Parete dell’incarnazione Ascensione e Pentecoste

Razón que le sobra a san Basilio cuando escribe con mano maestra: «¿Quién, habiendo oído los nombres que se dan al Espíritu, no siente levantado su ánimo y no eleva su pensamiento hacia la naturaleza divina? Ya que es llamado Espíritu de Dios y Espíritu de verdad que procede del Padre; Espíritu firme, Espíritu generoso, Espíritu Santo son sus apelativos propios y peculiares. Hacia él dirigen su mirada todos los que sienten necesidad de santificación; hacia él tiende el deseo de todos los que llevan una vida virtuosa […] Él es fuente de santidad, luz para la inteligencia; él da a todo ser racional como una luz para entender la verdad» (Lib. sobre el Espíritu Santo, c.9, n.22).

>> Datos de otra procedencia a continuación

//! Configuration types for game sessions.
//!
//! | Config Type | Purpose | Key Presets |
//! |-------------|---------|-------------|
//! | `GameConfig` | Arena, round length, power-ups, joystick | `classic()`, `quick_round()` |
//! | `LinkConfig` | Connection, keep-alive and delivery timing | `lan()`, `lossy()`, `deterministic()` |
//!
//! Both are plain `Copy` structs with public fields. Build them with struct update syntax
//! from a preset, hand them to the [`SessionBuilder`](crate::SessionBuilder), and they are
//! validated when the session starts.
//!
//! # Example
//!
//! ```
//! use princess_of_fire::{GameConfig, LinkConfig, SessionBuilder};
//! use std::net::SocketAddr;
//! use web_time::Duration;
//!
//! let builder = SessionBuilder::<SocketAddr>::new()
//!     .with_game_config(GameConfig {
//!         round_duration: Duration::from_secs(60),
//!         ..GameConfig::classic()
//!     })
//!     .with_link_config(LinkConfig::lan());
//! ```

use web_time::Duration;

use crate::game::{Arena, EdgePolicy, JoystickConfig, Position};
use crate::{GameError, Role};

fn check_duration(
    field: &'static str,
    value: Duration,
    min: Duration,
    max: Duration,
) -> Result<(), GameError> {
    if value < min || value > max {
        return Err(GameError::InvalidConfig {
            field,
            reason: format!(
                "{}ms is outside {}ms..={}ms",
                value.as_millis(),
                min.as_millis(),
                max.as_millis()
            ),
        });
    }
    Ok(())
}

fn check_range(field: &'static str, value: u64, min: u64, max: u64) -> Result<(), GameError> {
    if value < min || value > max {
        return Err(GameError::InvalidConfig {
            field,
            reason: format!("{} is outside {}..={}", value, min, max),
        });
    }
    Ok(())
}

/// Rules and geometry of a round.
///
/// # Example
///
/// ```
/// use princess_of_fire::{EdgePolicy, GameConfig};
///
/// // The early devices stopped players at the screen edge
/// let config = GameConfig {
///     edge_policy: EdgePolicy::Clamp,
///     ..GameConfig::default()
/// };
/// assert!(config.validate().is_ok());
/// ```
#[derive(Debug, Clone, Copy, PartialEq, Eq)]
#[must_use = "GameConfig has no effect unless passed to SessionBuilder::with_game_config()"]
pub struct GameConfig {
    /// Playfield size. Positions outside it are protocol violations.
    ///
    /// Default: 320×240
    pub arena: Arena,

    /// Where the host starts every round.
    ///
    /// Default: (10, 120)
    pub host_spawn: Position,

    /// Where the guest starts every round.
    ///
    /// Default: (300, 120)
    pub guest_spawn: Position,

    /// What happens at the screen edge.
    ///
    /// Default: [`EdgePolicy::Wrap`]
    pub edge_policy: EdgePolicy,

    /// Length of a round.
    ///
    /// Default: 120000ms
    pub round_duration: Duration,

    /// Distance at or below which the princess catches the dragon.
    ///
    /// Default: 10
    pub catch_radius: u64,

    /// Power-up activations per player per round.
    ///
    /// Default: 3
    pub power_up_charges: u8,

    /// How long one activation reveals the opponent.
    ///
    /// Default: 5000ms
    pub power_up_window: Duration,

    /// Joystick dead zones.
    pub joystick: JoystickConfig,

    /// Seed for warp destinations. `None` draws from entropy.
    ///
    /// Default: `None`
    pub rng_seed: Option<u64>,
}

impl Default for GameConfig {
    fn default() -> Self {
        Self {
            arena: Arena::SCREEN,
            host_spawn: Position::new(10, 120),
            guest_spawn: Position::new(300, 120),
            edge_policy: EdgePolicy::Wrap,
            round_duration: Duration::from_millis(120_000),
            catch_radius: 10,
            power_up_charges: 3,
            power_up_window: Duration::from_millis(5_000),
            joystick: JoystickConfig::new(),
            rng_seed: None,
        }
    }
}

impl GameConfig {
    /// Creates a new `GameConfig` with default values.
    pub fn new() -> Self {
        Self::default()
    }

    /// The two-minute round the handhelds ship with.
    pub fn classic() -> Self {
        Self::default()
    }

    /// A 30-second round with a single, shorter reveal. Useful for demos.
    pub fn quick_round() -> Self {
        Self {
            round_duration: Duration::from_millis(30_000),
            power_up_charges: 1,
            power_up_window: Duration::from_millis(3_000),
            ..Self::default()
        }
    }

    /// The spawn point of `role`.
    #[must_use]
    pub const fn spawn(&self, role: Role) -> Position {
        match role {
            Role::Host => self.host_spawn,
            Role::Guest => self.guest_spawn,
        }
    }

    /// Validates the game configuration.
    ///
    /// # Errors
    ///
    /// Returns [`GameError::InvalidConfig`] naming the first field out of range.
    pub fn validate(&self) -> Result<(), GameError> {
        // Validate arena: 1 to 4096 per side (negative extents wrap to huge values and fail too)
        check_range("arena.width", self.arena.width as u64, 1, 4096)?;
        check_range("arena.height", self.arena.height as u64, 1, 4096)?;
        for (field, spawn) in [
            ("host_spawn", self.host_spawn),
            ("guest_spawn", self.guest_spawn),
        ] {
            if !self.arena.contains(spawn) {
                return Err(GameError::InvalidConfig {
                    field,
                    reason: format!(
                        "{} lies outside the {}x{} arena",
                        spawn, self.arena.width, self.arena.height
                    ),
                });
            }
        }
        check_duration(
            "round_duration",
            self.round_duration,
            Duration::from_secs(1),
            Duration::from_secs(3600),
        )?;
        check_range("catch_radius", self.catch_radius, 0, 4096)?;
        check_range("power_up_charges", u64::from(self.power_up_charges), 0, 10)?;
        check_duration(
            "power_up_window",
            self.power_up_window,
            Duration::from_millis(1),
            Duration::from_secs(60),
        )?;
        self.joystick.validate()
    }
}

/// Timing and sizing of the link between the two devices.
///
/// # Example
///
/// ```
/// use princess_of_fire::LinkConfig;
/// use web_time::Duration;
///
/// // Tolerate long radio dropouts before calling the link lost
/// let patient = LinkConfig {
///     disconnect_timeout: Duration::from_millis(8000),
///     ..LinkConfig::default()
/// };
/// assert!(patient.validate().is_ok());
/// ```
#[derive(Debug, Clone, Copy, PartialEq, Eq)]
#[must_use = "LinkConfig has no effect unless passed to SessionBuilder::with_link_config()"]
pub struct LinkConfig {
    /// Delay between connection attempts, and before retrying after a drop.
    ///
    /// Default: 3000ms
    pub connect_retry_interval: Duration,

    /// Send silence after which a keep-alive goes out.
    ///
    /// Default: 200ms
    pub keepalive_interval: Duration,

    /// How often unacknowledged attribute writes are sent again.
    ///
    /// Default: 200ms
    pub resend_interval: Duration,

    /// Receive silence after which the link is considered lost.
    ///
    /// Default: 2000ms
    pub disconnect_timeout: Duration,

    /// Receive silence after which a `NetworkInterrupted` event is raised.
    ///
    /// Must be shorter than `disconnect_timeout`.
    ///
    /// Default: 500ms
    pub disconnect_notify_start: Duration,

    /// Capacity of the change notification queue.
    ///
    /// Default: 64
    pub notification_queue_limit: usize,

    /// Unacknowledged writes above which a warning is reported.
    ///
    /// Default: 128
    pub pending_write_limit: usize,

    /// Seed for the link magic and handshake nonces. `None` draws from entropy.
    ///
    /// Default: `None`
    pub rng_seed: Option<u64>,
}

impl Default for LinkConfig {
    fn default() -> Self {
        Self {
            connect_retry_interval: Duration::from_millis(3000),
            keepalive_interval: Duration::from_millis(200),
            resend_interval: Duration::from_millis(200),
            disconnect_timeout: Duration::from_millis(2000),
            disconnect_notify_start: Duration::from_millis(500),
            notification_queue_limit: 64,
            pending_write_limit: 128,
            rng_seed: None,
        }
    }
}

impl LinkConfig {
    /// Creates a new `LinkConfig` with default values.
    pub fn new() -> Self {
        Self::default()
    }

    /// Preset for a wired or otherwise reliable local link.
    ///
    /// Retries and detects drops faster.
    pub fn lan() -> Self {
        Self {
            connect_retry_interval: Duration::from_millis(1000),
            keepalive_interval: Duration::from_millis(100),
            resend_interval: Duration::from_millis(100),
            disconnect_timeout: Duration::from_millis(1000),
            disconnect_notify_start: Duration::from_millis(300),
            ..Self::default()
        }
    }

    /// Preset for noisy radio environments.
    ///
    /// Resends eagerly but waits longer before declaring the link lost.
    pub fn lossy() -> Self {
        Self {
            resend_interval: Duration::from_millis(100),
            disconnect_timeout: Duration::from_millis(5000),
            disconnect_notify_start: Duration::from_millis(1000),
            pending_write_limit: 256,
            ..Self::default()
        }
    }

    /// Default timing with a fixed RNG seed, for reproducible sessions.
    ///
    /// ```
    /// use princess_of_fire::LinkConfig;
    ///
    /// assert_eq!(LinkConfig::deterministic(42).rng_seed, Some(42));
    /// ```
    pub fn deterministic(seed: u64) -> Self {
        Self {
            rng_seed: Some(seed),
            ..Self::default()
        }
    }

    /// Validates the link configuration.
    ///
    /// # Errors
    ///
    /// Returns [`GameError::InvalidConfig`] naming the first field out of range.
    pub fn validate(&self) -> Result<(), GameError> {
        let min = Duration::from_millis(1);
        let max = Duration::from_secs(60);
        check_duration("connect_retry_interval", self.connect_retry_interval, min, max)?;
        check_duration("keepalive_interval", self.keepalive_interval, min, max)?;
        check_duration("resend_interval", self.resend_interval, min, max)?;
        check_duration("disconnect_timeout", self.disconnect_timeout, min, max)?;
        check_duration(
            "disconnect_notify_start",
            self.disconnect_notify_start,
            min,
            max,
        )?;
        if self.disconnect_notify_start >= self.disconnect_timeout {
            return Err(GameError::InvalidConfig {
                field: "disconnect_notify_start",
                reason: format!(
                    "{}ms must be shorter than disconnect_timeout ({}ms)",
                    self.disconnect_notify_start.as_millis(),
                    self.disconnect_timeout.as_millis()
                ),
            });
        }
        check_range(
            "notification_queue_limit",
            self.notification_queue_limit as u64,
            1,
            4096,
        )?;
        check_range(
            "pending_write_limit",
            self.pending_write_limit as u64,
            1,
            4096,
        )?;
        Ok(())
    }
}

#[cfg(test)]
#[allow(
    clippy::panic,
    clippy::unwrap_used,
    clippy::expect_used,
    clippy::indexing_slicing
)]
mod tests {
    use super::*;

    fn invalid_field(result: Result<(), GameError>) -> &'static str {
        match result {
            Err(GameError::InvalidConfig { field, .. }) => field,
            other => panic!("expected InvalidConfig, got {other:?}"),
        }
    }

    #[test]
    fn presets_are_valid() {
        GameConfig::classic().validate().unwrap();
        GameConfig::quick_round().validate().unwrap();
        LinkConfig::default().validate().unwrap();
        LinkConfig::lan().validate().unwrap();
        LinkConfig::lossy().validate().unwrap();
        LinkConfig::deterministic(7).validate().unwrap();
    }

    #[test]
    fn classic_matches_handheld_defaults() {
        let config = GameConfig::classic();
        assert_eq!(config.arena, Arena::new(320, 240));
        assert_eq!(config.round_duration, Duration::from_millis(120_000));
        assert_eq!(config.catch_radius, 10);
        assert_eq!(config.power_up_charges, 3);
        assert_eq!(config.power_up_window, Duration::from_millis(5_000));
        assert_eq!(config.spawn(Role::Host), Position::new(10, 120));
        assert_eq!(config.spawn(Role::Guest), Position::new(300, 120));
        assert_eq!(config.edge_policy, EdgePolicy::Wrap);
    }

    #[test]
    fn spawn_outside_arena_is_rejected() {
        let config = GameConfig {
            guest_spawn: Position::new(320, 120),
            ..GameConfig::default()
        };
        assert_eq!(invalid_field(config.validate()), "guest_spawn");
    }

    #[test]
    fn zero_sized_arena_is_rejected() {
        let config = GameConfig {
            arena: Arena::new(0, 240),
            ..GameConfig::default()
        };
        assert_eq!(invalid_field(config.validate()), "arena.width");
    }

    #[test]
    fn round_duration_bounds() {
        let config = GameConfig {
            round_duration: Duration::from_millis(500),
            ..GameConfig::default()
        };
        assert_eq!(invalid_field(config.validate()), "round_duration");
    }

    #[test]
    fn notify_must_precede_timeout() {
        let config = LinkConfig {
            disconnect_notify_start: Duration::from_millis(2000),
            ..LinkConfig::default()
        };
        assert_eq!(invalid_field(config.validate()), "disconnect_notify_start");
    }

    #[test]
    fn empty_notification_queue_is_rejected() {
        let config = LinkConfig {
            notification_queue_limit: 0,
            ..LinkConfig::default()
        };
        assert_eq!(invalid_field(config.validate()), "notification_queue_limit");
    }

    #[test]
    fn zero_interval_is_rejected() {
        let config = LinkConfig {
            keepalive_interval: Duration::ZERO,
            ..LinkConfig::default()
        };
        assert_eq!(invalid_field(config.validate()), "keepalive_interval");
    }
}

Cuesta por eso admitir que en algunos rezos del Oficio Divino el Septenario al Espíritu Santo, por ejemplo, pase prácticamente desapercibido y se prefiera, en cambio, rezar de la memoria de un santo, de un beato, de lo que sea, qué más da. Se ve que la Iglesia católica sigue teniendo liturgistas para quienes el Espíritu Santo, a pesar de los progresos del Concilio Vaticano II en pneumatología, sigue siendo el gran Desconocido. Así nos luce el pelo.